Francisco J. Otero
Almagro
Shakespeare ha dibujado la historia, fijando patrones y arquetipos. Pasa con las hadas, que son lo que son desde Sueño de una noche de verano. Pasa con Eduardo VI (en tres partes) y, por supuesto, con su continuación, este Ricardo III con el que Shakespeare empieza a atisbar el camino que lo separaría de sus contemporáneos para llevarlo al Olimpo donde se encuentra ahora. Ricardo III, del que nos habló Steve Berkoff en este mismo Festival de Almagro en ‘Shakespeare’s villains’, prefigura a todos los demás personajes centrales de la colección que nos ha regalado Shakespeare para que los disfrutemos: es su antepasado, algo menos sutil, algo más cruel de lo necesario, paródico y exagerado.

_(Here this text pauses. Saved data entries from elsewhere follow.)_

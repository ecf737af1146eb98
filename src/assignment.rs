use munkres::{solve_assignment, WeightMatrix};
use ndarray::Array2;

use crate::error::Error;

// cost of a padding cell, well above any 1 - IoU
const PADDING_COST: f32 = 100_000.0;

/// Minimum-total-cost one-to-one assignment of rows to columns.
///
/// The matrix may be rectangular; it is padded to a square one before solving and pairs
/// that land on padding are discarded, so every row or column in excess stays unassigned.
/// Returned pairs are `(row, column)` in increasing row order.
pub fn solve(costs: &Array2<f32>) -> Result<Vec<(usize, usize)>, Error> {
    let (rows, cols) = costs.dim();
    if rows == 0 || cols == 0 {
        return Ok(Vec::new());
    }

    let n = rows.max(cols);
    let mut mat = WeightMatrix::from_fn(n, |(r, c)| {
        if r < rows && c < cols && costs[[r, c]].is_finite() {
            costs[[r, c]]
        } else {
            PADDING_COST
        }
    });

    let solution =
        solve_assignment(&mut mat).map_err(|err| Error::Assignment(format!("{:?}", err)))?;

    let mut pairs: Vec<_> = solution
        .into_iter()
        .filter(|pos| pos.row < rows && pos.column < cols)
        .map(|pos| (pos.row, pos.column))
        .collect();

    pairs.sort_unstable();

    Ok(pairs)
}

#[cfg(test)]
mod tests {
    use super::solve;
    use ndarray::{array, Array2};

    #[test]
    fn prefers_lower_total_over_locally_best_pair() {
        // greedy would take (0, 0) first and be forced into (1, 1): total 1.0
        let costs = array![[0.1f32, 0.2], [0.2, 0.9]];
        assert_eq!(solve(&costs).unwrap(), vec![(0, 1), (1, 0)]);
    }

    #[test]
    fn identity_when_it_is_optimal() {
        let costs = array![[0.0f32, 1.0, 1.0], [1.0, 0.0, 1.0], [1.0, 1.0, 0.0]];
        assert_eq!(solve(&costs).unwrap(), vec![(0, 0), (1, 1), (2, 2)]);
    }

    #[test]
    fn rectangular_matrices_leave_extras_unassigned() {
        let wide = array![[0.9f32, 0.1, 0.5]];
        assert_eq!(solve(&wide).unwrap(), vec![(0, 1)]);

        let tall = array![[1.0f32], [0.3], [0.7]];
        assert_eq!(solve(&tall).unwrap(), vec![(1, 0)]);
    }

    #[test]
    fn empty_matrix_is_a_noop() {
        let costs = Array2::<f32>::zeros((0, 3));
        assert!(solve(&costs).unwrap().is_empty());

        let costs = Array2::<f32>::zeros((2, 0));
        assert!(solve(&costs).unwrap().is_empty());
    }

    #[test]
    fn deterministic_on_ties() {
        let costs = array![[1.0f32, 1.0], [1.0, 1.0]];
        let first = solve(&costs).unwrap();
        assert_eq!(first.len(), 2);
        for _ in 0..10 {
            assert_eq!(solve(&costs).unwrap(), first);
        }
    }
}
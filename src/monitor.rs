use std::collections::{BTreeMap, BTreeSet};

use tracing::{debug, info, warn};

use crate::adapter::DetectionSource;
use crate::error::Error;
use crate::speed::{SpeedEstimator, TrackSpeed};
use crate::violation::{Violation, ViolationSink};
use crate::{Frame, Tracking};

#[derive(Debug, Clone, Default)]
pub struct FrameReport {
    pub frame_index: u64,
    /// Speeds of confirmed tracks with enough history
    pub speeds: BTreeMap<u32, TrackSpeed>,
    pub violations: usize,
}

#[derive(Debug, Clone, Copy, Default, PartialEq)]
pub struct RunSummary {
    pub frames: u64,
    pub violations: usize,
    /// Distinct confirmed tracks seen so far
    pub tracks_seen: usize,
}

/// Per-frame driver: detections in, speeds and violations out.
///
/// Owns both the track table and the speed smoothing state so the two can't drift apart:
/// whenever the tracker drops a track its smoothed speed is dropped too.
pub struct Monitor<T: Tracking, S: ViolationSink> {
    tracker: T,
    speeds: SpeedEstimator,
    sink: S,
    fps: f32,
    speed_limit: f32,
    // confirmed ids of the previous frame
    confirmed: BTreeSet<u32>,
    tracks_seen: usize,
}

impl<T: Tracking, S: ViolationSink> Monitor<T, S> {
    pub fn new(tracker: T, speeds: SpeedEstimator, sink: S, fps: f32, speed_limit: f32) -> Self {
        Self {
            tracker,
            speeds,
            sink,
            fps,
            speed_limit,
            confirmed: BTreeSet::new(),
            tracks_seen: 0,
        }
    }

    #[inline]
    pub fn tracker(&self) -> &T {
        &self.tracker
    }

    #[inline]
    pub fn speeds(&self) -> &SpeedEstimator {
        &self.speeds
    }

    #[inline]
    pub fn sink(&self) -> &S {
        &self.sink
    }

    pub fn into_sink(self) -> S {
        self.sink
    }

    /// Runs one frame through track, speed, threshold check and notification.
    pub fn process(&mut self, frame: &Frame) -> Result<FrameReport, Error> {
        let tracks = self.tracker.update(&frame.detections)?;

        let deleted = self.tracker.drain_deleted();
        if !deleted.is_empty() {
            debug!("frame {}: dropping speed state of {:?}", frame.index, deleted);
            self.speeds.forget(deleted);
        }

        // a confirmed track is reported on every frame until it is deleted
        let confirmed: BTreeSet<u32> = tracks.keys().copied().collect();
        self.tracks_seen += confirmed.difference(&self.confirmed).count();
        self.confirmed = confirmed;

        let speeds = self.speeds.calculate_speeds(&tracks, self.fps);
        let limit = self.speed_limit;
        let mut violations = 0;

        for (&track_id, s) in speeds.iter().filter(|(_, s)| s.speed > limit) {
            let violation = Violation {
                track_id,
                speed: s.speed,
                bbox: s.bbox,
                frame_index: frame.index,
                timestamp: frame.timestamp,
            };

            violations += 1;
            if let Err(err) = self.sink.notify(&violation) {
                warn!("failed to deliver violation of track {}: {}", track_id, err);
            }
        }

        Ok(FrameReport {
            frame_index: frame.index,
            speeds,
            violations,
        })
    }

    /// Processes frames in arrival order until the source runs dry.
    pub fn run<D: DetectionSource>(&mut self, source: &mut D) -> Result<RunSummary, Error> {
        self.run_limited(source, None)
    }

    /// Like [`Monitor::run`], stopping after `max_frames` frames when given.
    pub fn run_limited<D: DetectionSource>(
        &mut self,
        source: &mut D,
        max_frames: Option<u64>,
    ) -> Result<RunSummary, Error> {
        info!(
            "monitoring at {} fps, speed limit {} km/h, speed factor {:.4}",
            self.fps,
            self.speed_limit,
            self.speeds.speed_factor()
        );

        let mut summary = RunSummary::default();

        while max_frames.map_or(true, |max| summary.frames < max) {
            let frame = match source.next_frame()? {
                Some(frame) => frame,
                None => break,
            };

            let report = self.process(&frame)?;
            summary.frames += 1;
            summary.violations += report.violations;
        }

        summary.tracks_seen = self.tracks_seen;

        info!(
            "processed {} frames: {} confirmed vehicles, {} violations",
            summary.frames, summary.tracks_seen, summary.violations
        );

        Ok(summary)
    }
}

#[cfg(test)]
mod tests {
    use super::*;
    use crate::bbox::BBox;
    use crate::config::TrackerConfig;
    use crate::tracker::IouTracker;
    use crate::Detection;

    fn frame(index: u64, boxes: &[(f32, f32)]) -> Frame {
        let detections = boxes
            .iter()
            .map(|&(x, y)| Detection::new(BBox::ltrb(x, y, x + 100., y + 60.), 2, 0.9))
            .collect();

        Frame::new(index, index as f32 / 30.0, detections)
    }

    fn monitor(speed_limit: f32) -> Monitor<IouTracker, Vec<Violation>> {
        let config = TrackerConfig {
            max_age: 2,
            min_hits: 2,
            iou_threshold: 0.3,
        };

        Monitor::new(
            IouTracker::new(config),
            SpeedEstimator::new(0.1),
            Vec::new(),
            30.0,
            speed_limit,
        )
    }

    #[test]
    fn reports_speed_once_confirmed() {
        let mut m = monitor(1000.0);

        assert!(m.process(&frame(0, &[(0., 0.)])).unwrap().speeds.is_empty());

        // 10 px per frame at 30 fps with 0.1 factor
        let report = m.process(&frame(1, &[(10., 0.)])).unwrap();
        assert!((report.speeds[&1].speed - 30.0).abs() < 1e-4);
        assert_eq!(report.violations, 0);
    }

    #[test]
    fn speeding_tracks_are_notified_every_frame() {
        let mut m = monitor(25.0);

        for i in 0..4 {
            m.process(&frame(i, &[(i as f32 * 10., 0.)])).unwrap();
        }

        let sink = m.into_sink();
        assert_eq!(sink.len(), 3);
        assert!(sink.iter().all(|v| v.track_id == 1));
        assert_eq!(sink[0].frame_index, 1);
        assert!((sink[0].speed - 30.0).abs() < 1e-4);
    }

    #[test]
    fn deleted_tracks_lose_their_speed_state() {
        let mut m = monitor(1000.0);

        m.process(&frame(0, &[(0., 0.)])).unwrap();
        m.process(&frame(1, &[(10., 0.)])).unwrap();
        assert!(m.speeds().previous(1).is_some());

        for i in 2..5 {
            m.process(&frame(i, &[])).unwrap();
        }

        assert!(m.tracker().is_empty());
        assert_eq!(m.speeds().previous(1), None);
        assert!(m.speeds().is_empty());
    }

    #[test]
    fn run_consumes_the_source() {
        let mut m = monitor(25.0);
        let frames: Vec<Frame> = (0..6).map(|i| frame(i, &[(i as f32 * 10., 0.)])).collect();

        let summary = m.run(&mut frames.clone().into_iter()).unwrap();
        assert_eq!(
            summary,
            RunSummary {
                frames: 6,
                violations: 5,
                tracks_seen: 1
            }
        );

        let mut m = monitor(25.0);
        let summary = m.run_limited(&mut frames.into_iter(), Some(2)).unwrap();
        assert_eq!(summary.frames, 2);
    }
}
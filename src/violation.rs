use std::fmt;

use tracing::warn;

use crate::bbox::{BBox, Ltrb};
use crate::error::Error;

/// A confirmed vehicle observed above the speed limit
#[derive(Debug, Clone, Copy, PartialEq)]
pub struct Violation {
    pub track_id: u32,
    pub speed: f32,
    pub bbox: BBox<Ltrb>,
    pub frame_index: u64,
    pub timestamp: f32,
}

impl fmt::Display for Violation {
    fn fmt(&self, f: &mut fmt::Formatter<'_>) -> fmt::Result {
        write!(
            f,
            "Your vehicle was detected overspeeding at {:.2} km/h. Please pay the fine.",
            self.speed
        )
    }
}

/// Receives violations. Delivery is best effort: a failed notification is not retried.
pub trait ViolationSink {
    fn notify(&mut self, violation: &Violation) -> Result<(), Error>;
}

/// Reports violations through the log
#[derive(Debug, Default, Clone, Copy)]
pub struct LogSink;

impl ViolationSink for LogSink {
    fn notify(&mut self, v: &Violation) -> Result<(), Error> {
        warn!(
            "OVERSPEEDING: vehicle {} at {:.2} km/h (frame {}, {:.2}s)",
            v.track_id, v.speed, v.frame_index, v.timestamp
        );

        Ok(())
    }
}

impl ViolationSink for Vec<Violation> {
    fn notify(&mut self, violation: &Violation) -> Result<(), Error> {
        self.push(*violation);
        Ok(())
    }
}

Vasco reconoce todas estas características y las pone sobre el escenario de la Antigua Universidad Renacentista de Almagro, como antes lo hizo en Alcalá, Olmedo o Niebla. Y lo hace bien, de menos a más, sobre los contrahechos hombros de Arturo Querejeta, que diseña un personaje naturalmente malvado. Este Ricardo III todavía no dialoga consigo mismo, como lo harán Hamlet, Macbeth u Otelo. Todavía monologa, pero lo hace maravillosamente, extendiendo su nube gris bajo el magnífico sol de York.
La obra funciona especialmente bien cuando Ricardo III pasa a primer plano, cuando le sostiene la mirada José Vicente Ramos (menos como Eduardo y más como uno de los asesinos y sobre todo cuando interpreta a Catesby) o en las escenas panorámicas. Los interludios musicales, pegadizos, son uno de los aciertos de una producción vertiginosa, que cuenta la historia del tirón, sin necesidad de cambios importantes en el escenario, con dos escenas desarrollándose de manera simultánea, matando sumariamente personaje tras personaje, sin subrayados. Ricardo III es una de los textos más largos de Shakespeare y, sin embargo, en apenas una hora y cuarenta minutos frenéticos queda resuelta la historia de este rey al que ladran los perros por su aspecto. Por cierto, que hace un par de años, en el Off, los hermanos Alzate nos trajeron desde Colombia ‘Bloody dog’, un Ricardo III hecho con bombillas, aún más vertiginoso.
No es el Ricardo III de Noviembre Teatro que dirige Eduardo Vasco una versión definitiva, no es una obra completamente redonda, pero se le acerca mucho. Le sobra, quizás, la acentuación en la interpretación de los responsables (el mismo Vasco y Yolanda Pallín), como cuando, tápense los ojos, que va un “spoiler”, al final, tras pedir el caballo, al que le quitan el reino vaya usted a saber por qué, Richmond, triunfante, fundador de la larga estirpe de los Tudor reinantes, clama por su victoria y su rostro, su cuerpo, comienza a parecerse al perfil de Ricardo, la mano inútil, símbolo de la perversión del poder. La grandeza de Shakespeare es, siempre, su ambigüedad. Con ella nos abruma y no conviene simplificarla eligiendo un solo camino de los muchos que se abren ante nosotros.
Pero quitándole allá estas y otras pajas, Ricardo III hace disfrutar contemplando la perversa figura del último de los Platagenet y permite comprobar cómo ya estaba plantada la simiente de todo el esplendor shakesperiano posterior. Después de algunos pasos no tan firmes, Vasco se reencuentra con su mejor versión para ponerle a Ricardo III la cara de Arturo Querejeta. Merecidos, pues, los muchos aplausos que se llevaron los actores al terminar la función en la abarrotada Antigua Universidad Renacentista.